**The problem**
Write the records out again in full, word for word.

Collected data entries:
- - - -
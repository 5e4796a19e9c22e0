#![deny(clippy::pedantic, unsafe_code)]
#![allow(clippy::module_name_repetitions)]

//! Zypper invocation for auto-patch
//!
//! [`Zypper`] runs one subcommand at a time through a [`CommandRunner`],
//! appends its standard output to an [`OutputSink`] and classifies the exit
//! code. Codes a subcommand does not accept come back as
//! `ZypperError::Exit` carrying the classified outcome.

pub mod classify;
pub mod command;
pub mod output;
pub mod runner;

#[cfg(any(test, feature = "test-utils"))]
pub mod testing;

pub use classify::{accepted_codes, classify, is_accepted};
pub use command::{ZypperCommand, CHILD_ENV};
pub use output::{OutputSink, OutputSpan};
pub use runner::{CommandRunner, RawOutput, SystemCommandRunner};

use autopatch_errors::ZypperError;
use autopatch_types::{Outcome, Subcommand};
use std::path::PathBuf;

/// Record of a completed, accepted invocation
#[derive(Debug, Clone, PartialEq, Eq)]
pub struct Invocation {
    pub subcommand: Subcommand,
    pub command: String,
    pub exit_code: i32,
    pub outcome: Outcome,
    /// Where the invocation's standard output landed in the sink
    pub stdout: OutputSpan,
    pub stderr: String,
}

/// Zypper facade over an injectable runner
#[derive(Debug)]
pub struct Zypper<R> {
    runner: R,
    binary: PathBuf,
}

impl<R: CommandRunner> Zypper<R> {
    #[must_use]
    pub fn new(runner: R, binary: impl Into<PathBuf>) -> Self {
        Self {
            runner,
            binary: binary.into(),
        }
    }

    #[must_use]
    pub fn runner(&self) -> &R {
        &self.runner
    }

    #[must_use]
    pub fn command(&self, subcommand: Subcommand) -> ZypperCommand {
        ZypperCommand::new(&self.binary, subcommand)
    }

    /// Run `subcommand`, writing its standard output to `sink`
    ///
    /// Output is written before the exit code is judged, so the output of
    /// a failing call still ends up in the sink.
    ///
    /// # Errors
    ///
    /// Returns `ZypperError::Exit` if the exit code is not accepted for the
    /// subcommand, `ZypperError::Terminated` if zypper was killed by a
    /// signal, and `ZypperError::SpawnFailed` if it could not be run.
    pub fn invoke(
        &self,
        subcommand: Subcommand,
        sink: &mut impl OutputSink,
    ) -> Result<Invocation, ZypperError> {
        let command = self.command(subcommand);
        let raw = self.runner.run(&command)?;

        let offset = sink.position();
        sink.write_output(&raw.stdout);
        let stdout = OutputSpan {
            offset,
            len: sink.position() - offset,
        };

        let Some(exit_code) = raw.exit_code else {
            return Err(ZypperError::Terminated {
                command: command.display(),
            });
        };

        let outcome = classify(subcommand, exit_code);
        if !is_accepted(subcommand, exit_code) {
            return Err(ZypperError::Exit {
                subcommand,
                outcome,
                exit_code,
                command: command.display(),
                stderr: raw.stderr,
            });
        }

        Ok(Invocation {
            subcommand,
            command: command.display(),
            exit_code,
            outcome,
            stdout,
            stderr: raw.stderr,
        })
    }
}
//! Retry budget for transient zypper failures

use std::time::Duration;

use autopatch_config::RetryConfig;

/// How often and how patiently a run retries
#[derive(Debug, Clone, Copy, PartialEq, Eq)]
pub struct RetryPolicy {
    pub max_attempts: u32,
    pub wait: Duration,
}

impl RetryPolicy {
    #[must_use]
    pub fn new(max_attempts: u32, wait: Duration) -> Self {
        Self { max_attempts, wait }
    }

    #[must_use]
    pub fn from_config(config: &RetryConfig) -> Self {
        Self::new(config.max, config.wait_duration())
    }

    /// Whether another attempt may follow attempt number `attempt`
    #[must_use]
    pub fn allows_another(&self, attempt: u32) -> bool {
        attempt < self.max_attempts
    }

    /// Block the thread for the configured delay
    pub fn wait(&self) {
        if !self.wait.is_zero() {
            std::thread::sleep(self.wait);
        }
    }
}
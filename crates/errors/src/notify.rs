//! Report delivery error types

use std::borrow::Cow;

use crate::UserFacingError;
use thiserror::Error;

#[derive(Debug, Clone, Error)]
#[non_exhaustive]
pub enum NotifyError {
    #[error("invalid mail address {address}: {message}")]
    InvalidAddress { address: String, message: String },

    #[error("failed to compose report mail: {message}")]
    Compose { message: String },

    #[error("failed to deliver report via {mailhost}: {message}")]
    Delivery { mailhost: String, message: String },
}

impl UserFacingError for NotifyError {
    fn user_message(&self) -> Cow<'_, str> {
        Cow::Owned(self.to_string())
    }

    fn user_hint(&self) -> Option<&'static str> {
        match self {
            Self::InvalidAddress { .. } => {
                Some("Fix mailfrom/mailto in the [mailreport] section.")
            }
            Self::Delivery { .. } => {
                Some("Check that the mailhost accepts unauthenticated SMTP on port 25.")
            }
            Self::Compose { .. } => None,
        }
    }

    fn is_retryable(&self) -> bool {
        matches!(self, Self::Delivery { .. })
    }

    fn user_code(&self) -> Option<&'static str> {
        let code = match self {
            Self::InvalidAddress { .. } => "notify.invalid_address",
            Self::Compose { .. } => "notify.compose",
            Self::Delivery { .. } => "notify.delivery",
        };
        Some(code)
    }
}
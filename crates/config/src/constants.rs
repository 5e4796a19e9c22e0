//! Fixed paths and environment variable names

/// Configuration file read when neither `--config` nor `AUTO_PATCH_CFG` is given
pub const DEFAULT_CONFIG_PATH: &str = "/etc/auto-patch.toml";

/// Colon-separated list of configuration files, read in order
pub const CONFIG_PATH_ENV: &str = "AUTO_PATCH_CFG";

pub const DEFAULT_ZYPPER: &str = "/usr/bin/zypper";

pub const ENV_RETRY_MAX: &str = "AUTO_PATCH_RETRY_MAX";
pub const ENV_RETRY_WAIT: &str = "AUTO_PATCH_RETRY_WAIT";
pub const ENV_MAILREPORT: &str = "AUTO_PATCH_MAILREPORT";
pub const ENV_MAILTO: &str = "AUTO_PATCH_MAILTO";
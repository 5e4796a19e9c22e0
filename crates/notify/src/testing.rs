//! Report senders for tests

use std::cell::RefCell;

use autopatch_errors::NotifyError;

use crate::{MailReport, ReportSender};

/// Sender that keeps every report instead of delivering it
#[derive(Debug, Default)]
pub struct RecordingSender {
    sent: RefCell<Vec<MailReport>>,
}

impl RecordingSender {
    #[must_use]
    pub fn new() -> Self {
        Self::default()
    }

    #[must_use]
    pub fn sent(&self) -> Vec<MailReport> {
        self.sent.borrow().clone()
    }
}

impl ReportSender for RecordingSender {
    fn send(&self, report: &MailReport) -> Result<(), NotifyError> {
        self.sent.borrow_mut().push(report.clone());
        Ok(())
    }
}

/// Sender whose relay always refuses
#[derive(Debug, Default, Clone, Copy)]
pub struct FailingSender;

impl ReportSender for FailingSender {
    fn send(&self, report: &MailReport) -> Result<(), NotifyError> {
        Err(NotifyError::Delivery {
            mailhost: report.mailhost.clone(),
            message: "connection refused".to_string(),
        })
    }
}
- - - -
**Solution to the exercise**
repository 5e4796a19e9c22e0
#![deny(clippy::pedantic, unsafe_code)]
#![allow(clippy::module_name_repetitions)]

//! Zypper invocation for auto-patch
//!
//! [`Zypper`] runs one subcommand at a time through a [`CommandRunner`],
//! appends its standard output to an [`OutputSink`] and classifies the exit
//! code. Codes a subcommand does not accept come back as
//! `ZypperError::Exit` carrying the classified outcome.

pub mod classify;
pub mod command;
pub mod output;
pub mod runner;

#[cfg(any(test, feature = "test-utils"))]
pub mod testing;

pub use classify::{accepted_codes, classify, is_accepted};
pub use command::{ZypperCommand, CHILD_ENV};
pub use output::{OutputSink, OutputSpan};
pub use runner::{CommandRunner, RawOutput, SystemCommandRunner};

use autopatch_errors::ZypperError;
use autopatch_types::{Outcome, Subcommand};
use std::path::PathBuf;

/// Record of a completed, accepted invocation
#[derive(Debug, Clone, PartialEq, Eq)]
pub struct Invocation {
    pub subcommand: Subcommand,
    pub command: String,
    pub exit_code: i32,
    pub outcome: Outcome,
    /// Where the invocation's standard output landed in the sink
    pub stdout: OutputSpan,
    pub stderr: String,
}

/// Zypper facade over an injectable runner
#[derive(Debug)]
pub struct Zypper<R> {
    runner: R,
    binary: PathBuf,
}

impl<R: CommandRunner> Zypper<R> {
    #[must_use]
    pub fn new(runner: R, binary: impl Into<PathBuf>) -> Self {
        Self {
            runner,
            binary: binary.into(),
        }
    }

    #[must_use]
    pub fn runner(&self) -> &R {
        &self.runner
    }

    #[must_use]
    pub fn command(&self, subcommand: Subcommand) -> ZypperCommand {
        ZypperCommand::new(&self.binary, subcommand)
    }

    /// Run `subcommand`, writing its standard output to `sink`
    ///
    /// Output is written before the exit code is judged, so the output of
    /// a failing call still ends up in the sink.
    ///
    /// # Errors
    ///
    /// Returns `ZypperError::Exit` if the exit code is not accepted for the
    /// subcommand, `ZypperError::Terminated` if zypper was killed by a
    /// signal, and `ZypperError::SpawnFailed` if it could not be run.
    pub fn invoke(
        &self,
        subcommand: Subcommand,
        sink: &mut impl OutputSink,
    ) -> Result<Invocation, ZypperError> {
        let command = self.command(subcommand);
        let raw = self.runner.run(&command)?;

        let offset = sink.position();
        sink.write_output(&raw.stdout);
        let stdout = OutputSpan {
            offset,
            len: sink.position() - offset,
        };

        let Some(exit_code) = raw.exit_code else {
            return Err(ZypperError::Terminated {
                command: command.display(),
            });
        };

        let outcome = classify(subcommand, exit_code);
        if !is_accepted(subcommand, exit_code) {
            return Err(ZypperError::Exit {
                subcommand,
                outcome,
                exit_code,
                command: command.display(),
                stderr: raw.stderr,
            });
        }

        Ok(Invocation {
            subcommand,
            command: command.display(),
            exit_code,
            outcome,
            stdout,
            stderr: raw.stderr,
        })
    }
}
//! Retry budget for transient zypper failures

use std::time::Duration;

use autopatch_config::RetryConfig;

/// How often and how patiently a run retries
#[derive(Debug, Clone, Copy, PartialEq, Eq)]
pub struct RetryPolicy {
    pub max_attempts: u32,
    pub wait: Duration,
}

impl RetryPolicy {
    #[must_use]
    pub fn new(max_attempts: u32, wait: Duration) -> Self {
        Self { max_attempts, wait }
    }

    #[must_use]
    pub fn from_config(config: &RetryConfig) -> Self {
        Self::new(config.max, config.wait_duration())
    }

    /// Whether another attempt may follow attempt number `attempt`
    #[must_use]
    pub fn allows_another(&self, attempt: u32) -> bool {
        attempt < self.max_attempts
    }

    /// Block the thread for the configured delay
    pub fn wait(&self) {
        if !self.wait.is_zero() {
            std::thread::sleep(self.wait);
        }
    }
}
filename crates/errors/src/notify.rs
//! Report delivery error types

use std::borrow::Cow;

use crate::UserFacingError;
use thiserror::Error;

#[derive(Debug, Clone, Error)]
#[non_exhaustive]
pub enum NotifyError {
    #[error("invalid mail address {address}: {message}")]
    InvalidAddress { address: String, message: String },

    #[error("failed to compose report mail: {message}")]
    Compose { message: String },

    #[error("failed to deliver report via {mailhost}: {message}")]
    Delivery { mailhost: String, message: String },
}

impl UserFacingError for NotifyError {
    fn user_message(&self) -> Cow<'_, str> {
        Cow::Owned(self.to_string())
    }

    fn user_hint(&self) -> Option<&'static str> {
        match self {
            Self::InvalidAddress { .. } => {
                Some("Fix mailfrom/mailto in the [mailreport] section.")
            }
            Self::Delivery { .. } => {
                Some("Check that the mailhost accepts unauthenticated SMTP on port 25.")
            }
            Self::Compose { .. } => None,
        }
    }

    fn is_retryable(&self) -> bool {
        matches!(self, Self::Delivery { .. })
    }

    fn user_code(&self) -> Option<&'static str> {
        let code = match self {
            Self::InvalidAddress { .. } => "notify.invalid_address",
            Self::Compose { .. } => "notify.compose",
            Self::Delivery { .. } => "notify.delivery",
        };
        Some(code)
    }
}
filename crates/config/src/constants.rs
repository 5e4796a19e9c22e0
//! Fixed paths and environment variable names

/// Configuration file read when neither `--config` nor `AUTO_PATCH_CFG` is given
pub const DEFAULT_CONFIG_PATH: &str = "/etc/auto-patch.toml";

/// Colon-separated list of configuration files, read in order
pub const CONFIG_PATH_ENV: &str = "AUTO_PATCH_CFG";

pub const DEFAULT_ZYPPER: &str = "/usr/bin/zypper";

pub const ENV_RETRY_MAX: &str = "AUTO_PATCH_RETRY_MAX";
pub const ENV_RETRY_WAIT: &str = "AUTO_PATCH_RETRY_WAIT";
pub const ENV_MAILREPORT: &str = "AUTO_PATCH_MAILREPORT";
pub const ENV_MAILTO: &str = "AUTO_PATCH_MAILTO";
repository 5e4796a19e9c22e0
filename crates/notify/src/testing.rs
//! Report senders for tests

use std::cell::RefCell;

use autopatch_errors::NotifyError;

use crate::{MailReport, ReportSender};

/// Sender that keeps every report instead of delivering it
#[derive(Debug, Default)]
pub struct RecordingSender {
    sent: RefCell<Vec<MailReport>>,
}

impl RecordingSender {
    #[must_use]
    pub fn new() -> Self {
        Self::default()
    }

    #[must_use]
    pub fn sent(&self) -> Vec<MailReport> {
        self.sent.borrow().clone()
    }
}

impl ReportSender for RecordingSender {
    fn send(&self, report: &MailReport) -> Result<(), NotifyError> {
        self.sent.borrow_mut().push(report.clone());
        Ok(())
    }
}

/// Sender whose relay always refuses
#[derive(Debug, Default, Clone, Copy)]
pub struct FailingSender;

impl ReportSender for FailingSender {
    fn send(&self, report: &MailReport) -> Result<(), NotifyError> {
        Err(NotifyError::Delivery {
            mailhost: report.mailhost.clone(),
            message: "connection refused".to_string(),
        })
    }
}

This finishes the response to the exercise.